BEGIN Extracted information

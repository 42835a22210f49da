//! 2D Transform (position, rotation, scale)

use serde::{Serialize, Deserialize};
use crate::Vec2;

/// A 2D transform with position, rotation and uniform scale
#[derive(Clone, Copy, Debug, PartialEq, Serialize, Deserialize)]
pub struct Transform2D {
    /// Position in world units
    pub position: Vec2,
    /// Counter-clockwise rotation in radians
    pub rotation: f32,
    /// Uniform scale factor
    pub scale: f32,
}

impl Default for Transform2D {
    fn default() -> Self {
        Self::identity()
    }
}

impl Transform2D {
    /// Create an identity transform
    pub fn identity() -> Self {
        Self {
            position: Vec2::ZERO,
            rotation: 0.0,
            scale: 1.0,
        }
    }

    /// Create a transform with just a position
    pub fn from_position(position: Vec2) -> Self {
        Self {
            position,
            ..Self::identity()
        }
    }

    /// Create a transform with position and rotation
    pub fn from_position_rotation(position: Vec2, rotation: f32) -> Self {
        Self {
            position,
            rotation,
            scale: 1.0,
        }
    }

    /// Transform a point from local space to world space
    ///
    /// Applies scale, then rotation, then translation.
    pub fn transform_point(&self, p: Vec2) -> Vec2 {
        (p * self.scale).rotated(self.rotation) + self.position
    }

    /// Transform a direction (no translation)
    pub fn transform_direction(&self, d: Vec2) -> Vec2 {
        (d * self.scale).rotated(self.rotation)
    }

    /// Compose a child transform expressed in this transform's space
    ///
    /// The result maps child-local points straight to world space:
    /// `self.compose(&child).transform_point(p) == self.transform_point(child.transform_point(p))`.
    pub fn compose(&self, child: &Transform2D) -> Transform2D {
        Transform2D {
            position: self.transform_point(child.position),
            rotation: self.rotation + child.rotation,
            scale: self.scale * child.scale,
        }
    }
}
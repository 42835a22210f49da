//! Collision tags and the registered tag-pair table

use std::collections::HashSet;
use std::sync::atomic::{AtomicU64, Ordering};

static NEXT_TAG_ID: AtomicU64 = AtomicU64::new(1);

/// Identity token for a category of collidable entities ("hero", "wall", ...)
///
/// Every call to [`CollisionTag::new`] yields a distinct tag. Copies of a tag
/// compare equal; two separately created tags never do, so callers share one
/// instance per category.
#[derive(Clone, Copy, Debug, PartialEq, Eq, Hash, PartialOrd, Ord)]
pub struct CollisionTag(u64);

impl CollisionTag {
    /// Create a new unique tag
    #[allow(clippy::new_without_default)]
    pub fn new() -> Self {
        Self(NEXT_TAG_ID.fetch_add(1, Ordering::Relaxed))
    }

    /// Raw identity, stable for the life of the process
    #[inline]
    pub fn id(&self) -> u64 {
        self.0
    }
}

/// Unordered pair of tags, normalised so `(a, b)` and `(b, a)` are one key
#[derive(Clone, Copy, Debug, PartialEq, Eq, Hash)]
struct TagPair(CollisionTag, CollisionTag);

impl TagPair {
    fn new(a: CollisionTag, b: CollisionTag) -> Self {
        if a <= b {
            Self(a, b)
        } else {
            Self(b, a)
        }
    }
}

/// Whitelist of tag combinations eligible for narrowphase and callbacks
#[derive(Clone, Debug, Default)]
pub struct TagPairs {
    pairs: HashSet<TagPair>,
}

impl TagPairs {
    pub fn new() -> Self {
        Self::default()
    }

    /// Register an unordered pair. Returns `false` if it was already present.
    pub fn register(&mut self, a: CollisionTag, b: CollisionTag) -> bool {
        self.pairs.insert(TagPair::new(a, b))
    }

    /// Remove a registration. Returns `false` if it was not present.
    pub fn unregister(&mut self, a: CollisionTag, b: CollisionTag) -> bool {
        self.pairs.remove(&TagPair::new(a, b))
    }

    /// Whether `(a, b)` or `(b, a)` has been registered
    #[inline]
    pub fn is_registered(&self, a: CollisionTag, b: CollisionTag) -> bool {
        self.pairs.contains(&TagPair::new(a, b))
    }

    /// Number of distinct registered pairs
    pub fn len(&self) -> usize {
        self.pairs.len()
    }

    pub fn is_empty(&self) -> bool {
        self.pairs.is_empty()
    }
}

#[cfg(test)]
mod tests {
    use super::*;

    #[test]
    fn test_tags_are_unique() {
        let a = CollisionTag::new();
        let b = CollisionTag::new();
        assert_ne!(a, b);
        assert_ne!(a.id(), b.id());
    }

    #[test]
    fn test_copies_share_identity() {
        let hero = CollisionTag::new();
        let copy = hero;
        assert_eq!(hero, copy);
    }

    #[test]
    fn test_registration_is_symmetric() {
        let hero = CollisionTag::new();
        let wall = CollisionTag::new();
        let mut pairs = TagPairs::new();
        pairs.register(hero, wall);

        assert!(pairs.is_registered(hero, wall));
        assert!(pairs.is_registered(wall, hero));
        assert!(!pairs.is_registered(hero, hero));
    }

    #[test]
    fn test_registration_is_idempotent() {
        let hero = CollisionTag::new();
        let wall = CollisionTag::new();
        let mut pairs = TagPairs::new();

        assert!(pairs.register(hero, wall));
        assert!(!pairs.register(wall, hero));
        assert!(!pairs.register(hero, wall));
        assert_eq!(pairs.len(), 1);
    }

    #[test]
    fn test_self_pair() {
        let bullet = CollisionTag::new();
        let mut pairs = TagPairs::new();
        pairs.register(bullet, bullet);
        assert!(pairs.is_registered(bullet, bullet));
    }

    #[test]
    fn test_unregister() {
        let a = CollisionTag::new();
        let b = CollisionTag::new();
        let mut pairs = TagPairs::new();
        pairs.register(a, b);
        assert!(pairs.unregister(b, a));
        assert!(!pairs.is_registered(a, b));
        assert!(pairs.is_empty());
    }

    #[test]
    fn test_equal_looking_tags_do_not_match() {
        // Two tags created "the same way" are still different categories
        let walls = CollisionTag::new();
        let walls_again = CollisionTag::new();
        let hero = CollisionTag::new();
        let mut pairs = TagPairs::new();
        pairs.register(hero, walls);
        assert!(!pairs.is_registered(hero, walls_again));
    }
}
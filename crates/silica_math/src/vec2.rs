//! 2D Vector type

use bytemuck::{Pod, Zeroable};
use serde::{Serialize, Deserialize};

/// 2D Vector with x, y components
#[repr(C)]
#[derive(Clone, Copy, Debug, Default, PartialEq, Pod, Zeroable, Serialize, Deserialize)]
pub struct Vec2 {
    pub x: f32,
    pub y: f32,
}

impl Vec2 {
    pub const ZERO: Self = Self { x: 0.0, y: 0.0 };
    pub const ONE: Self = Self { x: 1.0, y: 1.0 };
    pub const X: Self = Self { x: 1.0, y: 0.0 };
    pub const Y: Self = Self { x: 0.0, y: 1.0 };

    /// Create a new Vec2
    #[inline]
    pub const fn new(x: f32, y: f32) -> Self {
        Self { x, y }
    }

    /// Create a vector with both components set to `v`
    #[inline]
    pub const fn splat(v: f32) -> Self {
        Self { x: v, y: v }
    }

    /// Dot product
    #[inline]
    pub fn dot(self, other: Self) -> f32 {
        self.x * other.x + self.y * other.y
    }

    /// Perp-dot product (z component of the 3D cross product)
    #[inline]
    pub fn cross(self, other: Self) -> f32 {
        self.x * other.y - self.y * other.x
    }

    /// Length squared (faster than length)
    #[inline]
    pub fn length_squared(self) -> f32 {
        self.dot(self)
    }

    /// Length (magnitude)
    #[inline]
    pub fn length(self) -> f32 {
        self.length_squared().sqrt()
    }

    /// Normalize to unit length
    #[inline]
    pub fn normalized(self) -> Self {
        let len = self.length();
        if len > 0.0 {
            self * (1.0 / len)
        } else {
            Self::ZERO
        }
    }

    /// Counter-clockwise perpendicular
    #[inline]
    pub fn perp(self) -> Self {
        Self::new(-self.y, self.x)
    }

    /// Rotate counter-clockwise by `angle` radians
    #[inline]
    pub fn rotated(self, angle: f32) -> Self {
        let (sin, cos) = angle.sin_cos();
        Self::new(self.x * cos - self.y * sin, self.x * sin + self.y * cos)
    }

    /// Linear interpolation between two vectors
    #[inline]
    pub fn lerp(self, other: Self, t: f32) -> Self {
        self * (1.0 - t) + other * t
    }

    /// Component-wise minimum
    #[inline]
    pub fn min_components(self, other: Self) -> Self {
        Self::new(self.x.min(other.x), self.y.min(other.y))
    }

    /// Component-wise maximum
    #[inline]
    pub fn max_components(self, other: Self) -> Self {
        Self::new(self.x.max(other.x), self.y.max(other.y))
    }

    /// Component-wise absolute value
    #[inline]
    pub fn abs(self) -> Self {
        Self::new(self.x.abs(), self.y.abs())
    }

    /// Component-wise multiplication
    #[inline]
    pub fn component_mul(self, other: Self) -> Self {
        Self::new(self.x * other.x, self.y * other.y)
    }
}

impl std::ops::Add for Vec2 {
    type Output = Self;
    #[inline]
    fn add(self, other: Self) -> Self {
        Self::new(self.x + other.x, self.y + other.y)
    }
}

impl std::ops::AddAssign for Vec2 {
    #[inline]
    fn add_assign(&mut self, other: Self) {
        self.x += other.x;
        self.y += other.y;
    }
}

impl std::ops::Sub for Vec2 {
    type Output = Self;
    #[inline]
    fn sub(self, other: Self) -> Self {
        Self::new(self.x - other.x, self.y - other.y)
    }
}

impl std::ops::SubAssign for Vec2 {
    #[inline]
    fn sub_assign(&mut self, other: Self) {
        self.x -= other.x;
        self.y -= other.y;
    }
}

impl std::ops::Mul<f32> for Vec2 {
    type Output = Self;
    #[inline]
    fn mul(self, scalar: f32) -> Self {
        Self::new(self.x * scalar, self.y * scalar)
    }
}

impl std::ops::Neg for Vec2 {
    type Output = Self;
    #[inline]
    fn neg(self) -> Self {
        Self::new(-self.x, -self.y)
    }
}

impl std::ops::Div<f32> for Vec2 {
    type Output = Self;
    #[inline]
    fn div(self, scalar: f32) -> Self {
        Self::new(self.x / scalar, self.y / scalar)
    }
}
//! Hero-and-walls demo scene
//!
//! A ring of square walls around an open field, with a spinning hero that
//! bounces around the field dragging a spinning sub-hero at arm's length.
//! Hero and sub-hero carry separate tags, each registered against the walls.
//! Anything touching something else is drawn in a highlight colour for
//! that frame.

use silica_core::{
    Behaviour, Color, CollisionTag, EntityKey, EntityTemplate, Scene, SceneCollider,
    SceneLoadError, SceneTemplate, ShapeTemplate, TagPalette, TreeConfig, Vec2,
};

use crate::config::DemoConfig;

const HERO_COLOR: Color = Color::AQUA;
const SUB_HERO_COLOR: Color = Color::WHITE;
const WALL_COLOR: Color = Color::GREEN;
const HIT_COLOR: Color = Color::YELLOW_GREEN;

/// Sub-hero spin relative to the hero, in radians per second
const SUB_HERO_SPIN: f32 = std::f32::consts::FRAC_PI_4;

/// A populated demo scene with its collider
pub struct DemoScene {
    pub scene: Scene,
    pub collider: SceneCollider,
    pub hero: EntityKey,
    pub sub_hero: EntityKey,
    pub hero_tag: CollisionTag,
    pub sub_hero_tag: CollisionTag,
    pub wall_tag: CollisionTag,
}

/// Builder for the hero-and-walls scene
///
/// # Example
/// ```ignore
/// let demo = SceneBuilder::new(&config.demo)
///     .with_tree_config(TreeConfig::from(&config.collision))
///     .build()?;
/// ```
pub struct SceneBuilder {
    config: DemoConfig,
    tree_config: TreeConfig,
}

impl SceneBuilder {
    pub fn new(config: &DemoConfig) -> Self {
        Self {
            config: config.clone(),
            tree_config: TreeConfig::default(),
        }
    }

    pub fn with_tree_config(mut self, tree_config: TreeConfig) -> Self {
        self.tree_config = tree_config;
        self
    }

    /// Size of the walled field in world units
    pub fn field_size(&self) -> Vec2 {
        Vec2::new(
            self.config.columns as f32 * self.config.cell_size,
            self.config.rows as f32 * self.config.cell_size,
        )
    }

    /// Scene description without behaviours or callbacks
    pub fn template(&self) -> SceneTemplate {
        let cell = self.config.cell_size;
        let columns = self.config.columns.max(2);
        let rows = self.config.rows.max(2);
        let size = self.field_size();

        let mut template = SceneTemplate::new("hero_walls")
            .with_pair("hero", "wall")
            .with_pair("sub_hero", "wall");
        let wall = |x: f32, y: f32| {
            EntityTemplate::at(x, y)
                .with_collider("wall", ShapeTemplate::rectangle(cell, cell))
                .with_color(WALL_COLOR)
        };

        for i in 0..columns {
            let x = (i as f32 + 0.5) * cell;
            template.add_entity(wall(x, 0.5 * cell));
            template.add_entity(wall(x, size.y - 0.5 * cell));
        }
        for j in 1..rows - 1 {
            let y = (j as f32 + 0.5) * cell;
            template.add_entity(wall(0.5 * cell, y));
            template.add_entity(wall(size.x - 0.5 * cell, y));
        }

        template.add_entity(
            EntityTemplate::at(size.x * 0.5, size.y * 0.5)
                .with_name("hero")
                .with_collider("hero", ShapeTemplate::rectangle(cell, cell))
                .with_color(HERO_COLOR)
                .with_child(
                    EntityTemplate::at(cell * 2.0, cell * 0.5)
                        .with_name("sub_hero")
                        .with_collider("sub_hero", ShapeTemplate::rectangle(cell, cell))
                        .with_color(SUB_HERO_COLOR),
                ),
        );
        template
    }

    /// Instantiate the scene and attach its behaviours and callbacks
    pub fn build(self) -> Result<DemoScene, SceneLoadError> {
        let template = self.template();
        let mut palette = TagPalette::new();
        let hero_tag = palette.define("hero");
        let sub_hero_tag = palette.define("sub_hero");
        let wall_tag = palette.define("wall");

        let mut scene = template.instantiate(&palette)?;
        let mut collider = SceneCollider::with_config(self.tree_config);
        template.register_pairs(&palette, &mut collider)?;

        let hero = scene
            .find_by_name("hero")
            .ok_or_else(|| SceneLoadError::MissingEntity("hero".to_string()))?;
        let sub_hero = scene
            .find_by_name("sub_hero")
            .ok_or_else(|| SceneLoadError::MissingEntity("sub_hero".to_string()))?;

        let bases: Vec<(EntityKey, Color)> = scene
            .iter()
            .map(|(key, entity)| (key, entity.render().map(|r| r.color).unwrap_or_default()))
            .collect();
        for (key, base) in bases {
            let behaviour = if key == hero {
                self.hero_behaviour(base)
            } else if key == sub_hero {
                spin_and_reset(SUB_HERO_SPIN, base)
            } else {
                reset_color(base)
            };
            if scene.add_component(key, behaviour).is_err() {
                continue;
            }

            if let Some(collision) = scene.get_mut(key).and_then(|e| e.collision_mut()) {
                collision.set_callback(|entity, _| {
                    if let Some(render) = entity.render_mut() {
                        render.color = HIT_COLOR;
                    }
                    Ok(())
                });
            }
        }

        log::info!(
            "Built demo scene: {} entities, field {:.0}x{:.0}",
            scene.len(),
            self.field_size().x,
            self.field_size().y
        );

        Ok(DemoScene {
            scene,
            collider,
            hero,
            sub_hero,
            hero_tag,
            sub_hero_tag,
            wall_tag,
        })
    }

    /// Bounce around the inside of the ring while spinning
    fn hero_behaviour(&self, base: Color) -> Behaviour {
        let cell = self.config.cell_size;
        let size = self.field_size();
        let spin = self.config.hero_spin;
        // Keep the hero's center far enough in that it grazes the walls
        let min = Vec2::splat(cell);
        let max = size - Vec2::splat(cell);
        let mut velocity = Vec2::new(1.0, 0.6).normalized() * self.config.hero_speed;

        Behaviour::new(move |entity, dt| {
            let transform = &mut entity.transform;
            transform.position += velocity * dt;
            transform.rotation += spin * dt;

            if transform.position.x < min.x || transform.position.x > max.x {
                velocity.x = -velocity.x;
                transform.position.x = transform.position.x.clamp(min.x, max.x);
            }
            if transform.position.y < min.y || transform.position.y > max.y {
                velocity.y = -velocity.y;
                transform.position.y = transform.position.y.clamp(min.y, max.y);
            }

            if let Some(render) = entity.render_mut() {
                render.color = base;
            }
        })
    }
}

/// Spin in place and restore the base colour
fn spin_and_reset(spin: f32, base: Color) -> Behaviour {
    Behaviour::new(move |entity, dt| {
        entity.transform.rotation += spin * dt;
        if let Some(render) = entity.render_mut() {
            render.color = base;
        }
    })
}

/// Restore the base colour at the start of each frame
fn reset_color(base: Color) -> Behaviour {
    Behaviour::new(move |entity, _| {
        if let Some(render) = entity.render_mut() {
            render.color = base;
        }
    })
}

END Extracted information

## Exercise directions
Give an exact copy of the lines above, from the top of the records to the line that contains "position and rotation", taking in both ends.

## Exercise result
repository 42835a22210f49da
//! 2D Transform (position, rotation, scale)

use serde::{Serialize, Deserialize};
use crate::Vec2;

/// A 2D transform with position, rotation and uniform scale
#[derive(Clone, Copy, Debug, PartialEq, Serialize, Deserialize)]
pub struct Transform2D {
    /// Position in world units
    pub position: Vec2,
    /// Counter-clockwise rotation in radians
    pub rotation: f32,
    /// Uniform scale factor
    pub scale: f32,
}

impl Default for Transform2D {
    fn default() -> Self {
        Self::identity()
    }
}

impl Transform2D {
    /// Create an identity transform
    pub fn identity() -> Self {
        Self {
            position: Vec2::ZERO,
            rotation: 0.0,
            scale: 1.0,
        }
    }

    /// Create a transform with just a position
    pub fn from_position(position: Vec2) -> Self {
        Self {
            position,
            ..Self::identity()
        }
    }

    /// Create a transform with position and rotation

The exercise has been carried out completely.